For countless American family buyers, the Lexus RX has served as the luxurious alternative to a minivan. Almost from the moment it was introduced, 22 years ago, it has dominated the high-line midsize crossover market, and that’s a position Lexus is determined to retain as what was once a small niche has become one of the U.S. luxury market’s largest segments.
Four years after launching the fourth-generation RX, Lexus is giving the CUV a significant enough “refresh” to stage a roll-out event for journalists in both the U.S. and China on Wednesday night. What they got to see was a vehicle with more distinctive styling, more high-tech features and more advanced safety gear as a standard feature – but with the 2020 Lexus RX facing significantly more competition than ever before, the question is whether it can maintain its traditional momentum.
Part of the challenge is that Lexus has, since it first launched in 1989, been a Baby Boomer brand, and the RX line is one of the examples of that, said Rebecca Lindland, an automotive analyst with RebeccaDrives. “The RX,” she added. “is no longer aspirational” for the subsequent generations “just starting their families.”
(This new Lexus offering is ready for both the track and the street. Click Here for a look at the Lexus RC F Track.)
With last year’s debut of a three-row model and the 2020 introduction of the RX F Sport, the goal is to “broaden our appeal to younger buyers,” responded Lexus Vice President of Marketing Lisa Materazzo, during an interview with TheDetroitBureau.com in Santa Monica, ahead of the mid-cycle update’s debut.
For 2020, the RX will be offered in both the traditional two-row configuration and as a three-row Lexus RXL. The new models get updated front and rear fascia, with thinner LED headlamps framing the brand’s now-familiar “spindle” grille. There are new taillamps and wheels, as well.

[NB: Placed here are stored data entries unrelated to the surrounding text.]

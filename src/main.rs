fn main() {
    std::process::exit(conversio::cli::run());
}
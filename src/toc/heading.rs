use std::collections::HashMap;
use serde::{Serialize, Deserialize};

/// Headings deeper than this are recorded but never numbered, anchored or listed
pub const MAX_TOC_LEVEL: u8 = 3;

/// A single heading occurrence found in the HTML line buffer
#[derive(Debug, Clone, PartialEq, Eq, Serialize, Deserialize)]
pub struct Heading {
    /// Position of the heading line in the original buffer
    pub line_index: usize,
    /// Tag numeral, `<h2>` is 2
    pub level: u8,
    /// Raw text between the opening and closing tag
    pub content: String,
    /// Fragment identifier derived from `content`
    pub anchor: String,
    /// Hierarchical label such as `2.1.3`, set by the numbering pass
    pub number: Option<String>,
}

impl Heading {
    pub fn new(line_index: usize, level: u8, content: &str) -> Self {
        Self {
            line_index,
            level,
            content: content.to_string(),
            anchor: anchor(content),
            number: None,
        }
    }

    /// Whether this heading takes part in numbering, anchoring and the TOC
    pub fn in_toc(&self) -> bool {
        self.level <= MAX_TOC_LEVEL
    }
}

/// Transform text into an anchor by keeping only alphanumerics, lower-cased.
///
/// ```text
/// anchor("Text with spaces")        // textwithspaces
/// anchor("step 1 step 2 step: 3")   // step1step2step3
/// ```
pub fn anchor(text: &str) -> String {
    text.chars()
        .filter(|c| c.is_alphanumeric())
        .flat_map(char::to_lowercase)
        .collect()
}

/// Append `-2`, `-3`, ... to anchors that were already handed out.
///
/// Only in-TOC headings are considered; the first occurrence keeps its anchor.
pub fn disambiguate_anchors(headings: Vec<Heading>) -> Vec<Heading> {
    let mut seen: HashMap<String, usize> = HashMap::new();

    headings
        .into_iter()
        .map(|mut heading| {
            if !heading.in_toc() {
                return heading;
            }

            let count = seen.entry(heading.anchor.clone()).or_insert(0);
            *count += 1;
            if *count > 1 {
                heading.anchor = format!("{}-{}", heading.anchor, count);
            }
            heading
        })
        .collect()
}
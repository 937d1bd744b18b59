use std::path::{Path, PathBuf};

/// Check whether a path has one of the given extensions (case-insensitive)
pub fn has_extension<P: AsRef<Path>>(path: P, extensions: &[String]) -> bool {
    path.as_ref()
        .extension()
        .and_then(|ext| ext.to_str())
        .map(|ext| extensions.iter().any(|e| e.trim_start_matches('.').eq_ignore_ascii_case(ext)))
        .unwrap_or(false)
}

/// Replace the extension of a path with `.html`
pub fn html_path<P: AsRef<Path>>(path: P) -> PathBuf {
    path.as_ref().with_extension("html")
}

/// Move `path` from under `from` to under `to`.
///
/// Paths outside `from` are returned unchanged.
pub fn rebase<P: AsRef<Path>>(path: P, from: &Path, to: &Path) -> PathBuf {
    match path.as_ref().strip_prefix(from) {
        Ok(relative) => to.join(relative),
        Err(_) => path.as_ref().to_path_buf(),
    }
}
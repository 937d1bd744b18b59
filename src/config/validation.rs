use log::{debug, warn};

use crate::config::Config;
use crate::utils::error::{BoxResult, ConversioError};

/// Validate the configuration
pub fn validate_config(config: &Config) -> BoxResult<()> {
    validate_files(config)?;
    validate_markdown_ext(config)?;

    if !config.toc && config.unique_anchors {
        warn!("unique_anchors has no effect while the table of contents is disabled");
    }

    Ok(())
}

/// Template and style files must exist when they are configured
fn validate_files(config: &Config) -> BoxResult<()> {
    let files = [("Template", &config.template), ("Style", &config.style)];

    for (name, path) in files {
        if let Some(path) = path {
            if !path.is_file() {
                return Err(ConversioError::Config(format!(
                    "{} file does not exist: {}", name, path.display()
                )).into());
            }
            debug!("{} file: {}", name, path.display());
        }
    }

    Ok(())
}

fn validate_markdown_ext(config: &Config) -> BoxResult<()> {
    if config.markdown_ext.iter().all(|ext| ext.trim_start_matches('.').is_empty()) {
        return Err(ConversioError::Config(
            "markdown_ext must name at least one extension".to_string()
        ).into());
    }
    Ok(())
}

#[cfg(test)]
mod tests {
    use super::*;
    use std::path::PathBuf;

    #[test]
    fn test_default_config_is_valid() {
        assert!(validate_config(&Config::default()).is_ok());
    }

    #[test]
    fn test_missing_template() {
        let config = Config {
            template: Some(PathBuf::from("/no/such/template.erb")),
            ..Config::default()
        };
        let err = validate_config(&config).unwrap_err();
        assert!(err.to_string().contains("Template file does not exist"));
    }

    #[test]
    fn test_empty_extensions() {
        let config = Config {
            markdown_ext: vec![".".to_string()],
            ..Config::default()
        };
        assert!(validate_config(&config).is_err());
    }
}
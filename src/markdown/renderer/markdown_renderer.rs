use std::path::Path;
use log::{debug, info};

use crate::config::Config;
use crate::markdown::engine::{create_comrak_options, render_markdown};
use crate::markdown::renderer::syntax::SyntaxHighlighter;
use crate::template::Template;
use crate::toc::{TableOfContents, TocOptions};
use crate::utils::error::{BoxResult, ConversioError};
use crate::utils::fs;

/// Markdown to XHTML renderer: comrak, optional highlighting, TOC, template
#[derive(Clone)]
pub struct MarkdownRenderer {
    syntax_highlighter: Option<SyntaxHighlighter>,
    toc_options: Option<TocOptions>,
    template: Template,
}

impl MarkdownRenderer {
    /// Create a new markdown renderer from config
    pub fn new(config: &Config) -> BoxResult<Self> {
        let mut template = Template::load(config.template.as_deref(), config.style.as_deref())?;

        let syntax_highlighter = if config.highlight {
            let mut highlighter = SyntaxHighlighter::new();
            if !highlighter.set_theme(&config.theme) {
                return Err(ConversioError::Config(format!(
                    "Unknown syntax theme '{}', available: {}",
                    config.theme,
                    highlighter.available_themes().join(", ")
                )).into());
            }
            template = template.with_extra_style(&highlighter.theme_css()?);
            Some(highlighter)
        } else {
            None
        };

        let toc_options = if config.toc {
            Some(config.toc_options())
        } else {
            None
        };

        Ok(MarkdownRenderer {
            syntax_highlighter,
            toc_options,
            template,
        })
    }

    /// Replace the page template
    pub fn set_template(&mut self, template: Template) {
        self.template = template;
    }

    /// Configure table of contents options, `None` disables the TOC
    pub fn set_toc_options(&mut self, options: Option<TocOptions>) {
        self.toc_options = options;
    }

    /// Render Markdown to HTML with highlighting but without TOC processing
    pub fn render_html(&self, content: &str) -> String {
        let options = create_comrak_options();
        let html = render_markdown(content, &options);

        match &self.syntax_highlighter {
            Some(highlighter) => highlighter.highlight_html(&html),
            None => html,
        }
    }

    /// Render Markdown to a body fragment with anchors and TOC
    pub fn render_body(&self, content: &str) -> String {
        let html = self.render_html(content);

        match &self.toc_options {
            Some(options) => TableOfContents::new(&html, options).to_html(),
            None => html,
        }
    }

    /// Render Markdown into a complete page
    pub fn render_document(&self, content: &str) -> String {
        self.template.render(&self.render_body(content))
    }

    /// Heading outline of a Markdown document
    pub fn outline(&self, content: &str) -> String {
        let options = self.toc_options.clone().unwrap_or_default();
        TableOfContents::new(&self.render_html(content), &options).outline()
    }

    /// Convert the Markdown file `src` into the XHTML file `dst`
    pub fn markdown_to_xhtml(&self, src: &Path, dst: &Path) -> BoxResult<()> {
        debug!("Converting {} -> {}", src.display(), dst.display());

        let content = fs::read_file(src)?;
        let page = self.render_document(&content);
        fs::write_file(dst, &page)?;

        info!("Wrote {}", dst.display());
        Ok(())
    }
}
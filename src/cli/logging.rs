use log::LevelFilter;
use simple_logger::SimpleLogger;

/// Pick the log level from the command line flags
pub fn log_level(debug: bool, quiet: bool) -> LevelFilter {
    if debug {
        LevelFilter::Debug
    } else if quiet {
        LevelFilter::Error
    } else {
        LevelFilter::Info
    }
}

/// Initialize logging with the specified level
pub fn init_logging(debug: bool, quiet: bool) -> LevelFilter {
    let level = log_level(debug, quiet);

    // A logger may already be installed, e.g. when called twice in tests
    if SimpleLogger::new().with_level(level).init().is_err() {
        log::set_max_level(level);
    }

    level
}

/// Configure backtrace if trace is enabled
pub fn configure_backtrace(trace: bool) {
    if trace {
        std::env::set_var("RUST_BACKTRACE", "1");
    }
}
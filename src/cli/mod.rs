pub mod types;
pub mod logging;

use std::path::{Path, PathBuf};
use clap::Parser;
use log::{error, info};

use crate::config::{self, Config};
use crate::convert;
use crate::markdown::MarkdownRenderer;
use crate::template::DEFAULT_TEMPLATE;
use crate::utils::error::BoxResult;

/// Run the command-line interface and return the process exit code
pub fn run() -> i32 {
    let cli = types::Cli::parse();

    logging::init_logging(cli.debug, cli.quiet);
    logging::configure_backtrace(cli.trace);

    if cli.template_default {
        print!("{}", DEFAULT_TEMPLATE);
        return 0;
    }

    match execute(&cli) {
        Ok(true) => 0,
        Ok(false) => 1,
        Err(e) => {
            error!("{}", e);
            error!("  use -h for detailed instructions");
            1
        }
    }
}

/// Load configuration and let command line flags override it
pub fn resolve_config(cli: &types::Cli, source_dir: &Path) -> BoxResult<Config> {
    let mut config = config::load_config(source_dir, Some(cli.config.clone()))?;

    if let Some(template) = &cli.template {
        config.template = Some(template.clone());
    }
    if let Some(style) = cli.toc_style {
        config.toc_style = style;
    }
    if let Some(theme) = &cli.theme {
        config.theme = theme.clone();
    }
    if cli.no_numbering {
        config.numbering = false;
    }
    if cli.no_toc {
        config.toc = false;
    }
    if cli.unique_anchors {
        config.unique_anchors = true;
    }
    if cli.highlight {
        config.highlight = true;
    }

    config::validate_config(&config)?;
    Ok(config)
}

/// Convert or list the sources; `Ok(false)` means some documents failed
fn execute(cli: &types::Cli) -> BoxResult<bool> {
    let source = cli.source.clone().ok_or("No input defined")?;
    let source_dir = if source.is_dir() {
        source.clone()
    } else {
        source.parent().map(Path::to_path_buf).unwrap_or_else(|| PathBuf::from("."))
    };

    let config = resolve_config(cli, &source_dir)?;
    let renderer = MarkdownRenderer::new(&config)?;

    let (root, sources) = convert::collect_sources(&source, &config.markdown_ext)?;
    if sources.is_empty() {
        info!("No Markdown files found in {}", source.display());
        return Ok(true);
    }

    if cli.list_headings {
        for src in &sources {
            let content = crate::utils::fs::read_file(src)?;
            println!("{}", src.display());
            print!("{}", renderer.outline(&content));
        }
        return Ok(true);
    }

    let jobs = convert::resolve_paths(&sources, &root, cli.destination.as_deref());
    let report = convert::convert_all(&renderer, &jobs);
    Ok(report.is_success())
}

There will also be two optional packages, one featuring more aggressive exterior details, while the other, dubbed the F Sport Performance Package, actually enhances performance and handling with such details as a cold air intake for the gas engine model, as well as an adaptive damping suspension and tighter steering.
Even on the base model, however, Lexus claims the ride and handling should be more taut and sporty, in part due to the use of more spot welds and adhesives to stiffen up the chassis. That and the more sporty ride reflect the brand’s response to parent Toyota Motor Corp. CEO Akio Toyoda’s demand for more “passion” in its products.
Along with the conventional powertrain package, the crossover will continue to be offered with a hybrid option pairing a direct-injection 3.5-liter V6 gasoline engine with two electric drive motor-generators, a package dubbed the RX – and RXL – 450 hL.
Inside, the 2020 RX also adds plenty of the high-tech features Gen-X, Millennial and Gen-Z buyers crave, including both Android Auto, Apple CarPlay and an updated infotainment system that can be upgraded with a user interface more like Amazon’s Alexa, recognizing common speech rather than requiring users to learn stilted commands.
The crossover’s trunk can be opened by simply waggling a foot under the rear bumper. That’s by no means an industry first but has been a surprising absence from the RX until now.
Meanwhile, the RX now gets the advanced version of the Lexus Safety Sense system which adds a number of new Advanced Driver Assistance Systems – or ADAS, in industry-speak. These include the ability to spot bicyclists and pedestrians, even in low light, automatically applying the brakes if a collision is likely, as well as the ability to track and hold the vehicle’s position in its lane.
While not a complete tear-up, the 2020 model is significant enough that Lexus VP Materazzo believes it will not only maintain its sales numbers but “grow them slightly,” even in a down U.S. new car market. It certainly will need to pull that off.
“There is no doubt this is the absolute foundation and bread-and-butter of the brand,” said analyst Lindland.
The Lexus RX has shown surprising durability over the years, fending off one new competitor after another. But it has never faced as broad a competitive set as it does right now, with alternative high-line offerings including the Mercedes-Benz GLE, the Audi Q7, Volvo XC90, Infiniti QX60, Acura MDX, Cadillac XT5 and the new Lincoln Nautilus.
(Mercedes GLE 580 uses hybrid power to boost performance and mileage. Click Here to check it out.)
Yet, despite the steady flow of new product, the Lexus RX has defied naysayers. Last year, while the brand’s passenger car line-up saw an 11.2% decline in volume, to a combined 99,660, the RX line surged to 111,640. While that comparison might be downplayed considering the overall decline in sedan and coupe sales, the RX not only remained the best-selling Lexus but outsold all the rest of the brand’s SUV and CUV models combined.
But 2020 could be the test of whether the RX — and Lexus as a whole — will be able to make the critical transition from a Baby Boom brand to one that remains an icon for Gen-X, Millennials and Gen-Z buyers, as well.